Taking stock of our position, we narrowed the choice down to building our own mudbrick house on a bush block north of Melbourne.
Having grown up in Eltham after WW11 we knew all about building with not very much money. In his book, ‘Living in the environment’, Alistair Knox a pioneer of reviving the art of building with mudbrick, describes this period as “being in the midst of a wonderful golden age in Eltham.” Eltham Then And Now There was a lot of laughing and little work as men stretched at their psychological post-war ease, convinced the world owed them a living.The last thing they wanted to do was to return to normal work.
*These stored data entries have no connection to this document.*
// ---------------------------------------------------------------------------
// Windows implementation — pagefile-backed file mappings. Size discovery
// for Open mode uses VirtualQuery on the mapped view.
// ---------------------------------------------------------------------------

#[cfg(windows)]
mod imp {
    use super::*;
    use std::ptr;

    fn to_wide(s: &str) -> Vec<u16> {
        s.encode_utf16().chain(std::iter::once(0)).collect()
    }

    pub(super) struct Mapping {
        handle: windows_sys::Win32::Foundation::HANDLE,
        mem: *mut u8,
        total: usize,
        user_size: usize,
        prev_ref: i32,
    }

    unsafe impl Send for Mapping {}
    unsafe impl Sync for Mapping {}

    impl Mapping {
        pub(super) fn acquire(name: &str, size: usize, mode: SegmentMode) -> io::Result<Self> {
            use windows_sys::Win32::Foundation::*;
            use windows_sys::Win32::System::Memory::*;

            if name.is_empty() {
                return Err(io::Error::new(io::ErrorKind::InvalidInput, "name is empty"));
            }
            if size == 0 && mode != SegmentMode::Open {
                return Err(io::Error::new(io::ErrorKind::InvalidInput, "size is 0"));
            }

            let wide_name = to_wide(&make_platform_name(name)[1..]);

            let (handle, known_total) = if mode == SegmentMode::Open {
                let h =
                    unsafe { OpenFileMappingW(FILE_MAP_ALL_ACCESS, FALSE, wide_name.as_ptr()) };
                if h == 0 {
                    return Err(io::Error::last_os_error());
                }
                (h, 0usize)
            } else {
                let total = total_size(size);
                let h = unsafe {
                    CreateFileMappingW(
                        INVALID_HANDLE_VALUE,
                        ptr::null(),
                        PAGE_READWRITE | SEC_COMMIT,
                        0,
                        total as u32,
                        wide_name.as_ptr(),
                    )
                };
                let err = unsafe { GetLastError() };
                if mode == SegmentMode::Create && err == ERROR_ALREADY_EXISTS {
                    if h != 0 {
                        unsafe { CloseHandle(h) };
                    }
                    return Err(io::Error::new(
                        io::ErrorKind::AlreadyExists,
                        "segment already exists",
                    ));
                }
                if h == 0 {
                    return Err(io::Error::last_os_error());
                }
                (h, total)
            };

            let mem = unsafe { MapViewOfFile(handle, FILE_MAP_ALL_ACCESS, 0, 0, 0) };
            if mem.is_null() {
                let e = io::Error::last_os_error();
                unsafe { CloseHandle(handle) };
                return Err(e);
            }

            let total = if known_total == 0 {
                let mut info: MEMORY_BASIC_INFORMATION = unsafe { std::mem::zeroed() };
                let ret = unsafe {
                    VirtualQuery(
                        mem as *const _,
                        &mut info,
                        std::mem::size_of::<MEMORY_BASIC_INFORMATION>(),
                    )
                };
                if ret == 0 {
                    let e = io::Error::last_os_error();
                    unsafe {
                        UnmapViewOfFile(mem);
                        CloseHandle(handle);
                    }
                    return Err(e);
                }
                info.RegionSize
            } else {
                known_total
            };

            let mem = mem as *mut u8;
            let prev_ref = unsafe { ref_counter(mem, total).fetch_add(1, Ordering::AcqRel) };

            Ok(Self {
                handle,
                mem,
                total,
                user_size: total - std::mem::size_of::<AtomicI32>(),
                prev_ref,
            })
        }

        pub(super) fn mem(&self) -> *mut u8 {
            self.mem
        }

        pub(super) fn total(&self) -> usize {
            self.total
        }

        pub(super) fn user_size(&self) -> usize {
            self.user_size
        }

        pub(super) fn prev_ref(&self) -> i32 {
            self.prev_ref
        }
    }

    impl Drop for Mapping {
        fn drop(&mut self) {
            use windows_sys::Win32::Foundation::CloseHandle;
            use windows_sys::Win32::System::Memory::UnmapViewOfFile;

            if !self.mem.is_null() {
                unsafe { ref_counter(self.mem, self.total).fetch_sub(1, Ordering::AcqRel) };
                unsafe { UnmapViewOfFile(self.mem as *const _) };
            }
            if self.handle != 0 {
                unsafe { CloseHandle(self.handle) };
            }
        }
    }

    pub(super) fn unlink_by_name(_name: &str) {
        // Pagefile-backed mappings vanish with their last handle.
    }
}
Mudbricks looked a pleasant way of doing nearly nothing for a little money. It was harder than they realised, because they were paid one shilling for every brick they produced, and there was more to it than met the eye. But it solved the problem of shortage of materials for building a home. Some great examples of building with a mixture of naturally available materials and recycling at it’s best can be seen on this montsalvat page. Be sure to check out the gallery page .Montsalvat
“Average pay won’t buy a home”
Quotation from a recent article in the Melbourne Age
THE average Australian family can no longer afford the average home mortgage, according to new figures that paint a devastating picture of
how unaffordable housing has become in capital cities like Melbourne.
As the Reserve Bank considers raising interest rates again next week, figures from the Real Estate Institute of Australia suggest households on average incomes would need to spend $3 in every $8 they earn just to service an average mortgage.”
Low energy homes should start at the point of creation.It doesn’t make sense to use an obscene ammount of energy and materials to construct a living environment, that when finished will run on the smell of an oily rag. A properly constructed home built from low energy materials (such as mudbrick) is a natural starting point to your commitment to a new lifestyle, to live in a more balanced way with the environment.
This site will document much of the history of sustainable building,
it doesn’t set out to give plans from which to choose your ideal home, rather to illustrate the back-ground of people who for usually the simplest of reasons became pioneers of a way of life that offered great challenges, and rewarded them with a daily reminder that they had created something of real value, ” their own special place in the world”.
The unsung heroes of that history are the many thousands of people who simply took a tin box and shovel or axe and went on to build a house, either because they had no other choice or because they wanted to build something unique.
Todays builders have the advantage of choices, something that would have been a luxury to earlier generations. Now we can commence building from the ground up, digging the foundations, making mudbricks and complete construction, or choosing to project manage, have it fully built, even truck in completed homes or combine these choices to suit needs.
Whichever way is best for you, remember that no book or web site can tell you how to design and build your ideal home. Whatever choices you make it will be a challenging time, it will be creative. It will be rewarding, but above all it should be fun, Take comfort in knowing that many others have travelled this road before you, they have all created their own special place-and we can learn a lot from their efforts. The spirit of those latter day pioneers is alive and well today and we need look no further than .Asphyxia’s $20,000 mud brick house in Melbourne to see that it is still possible.
Having a warm home that looks good and works well and that you, your family and friends enjoy must be one of the most worthwhile things in life; and to help, you achieve it is the object of this site.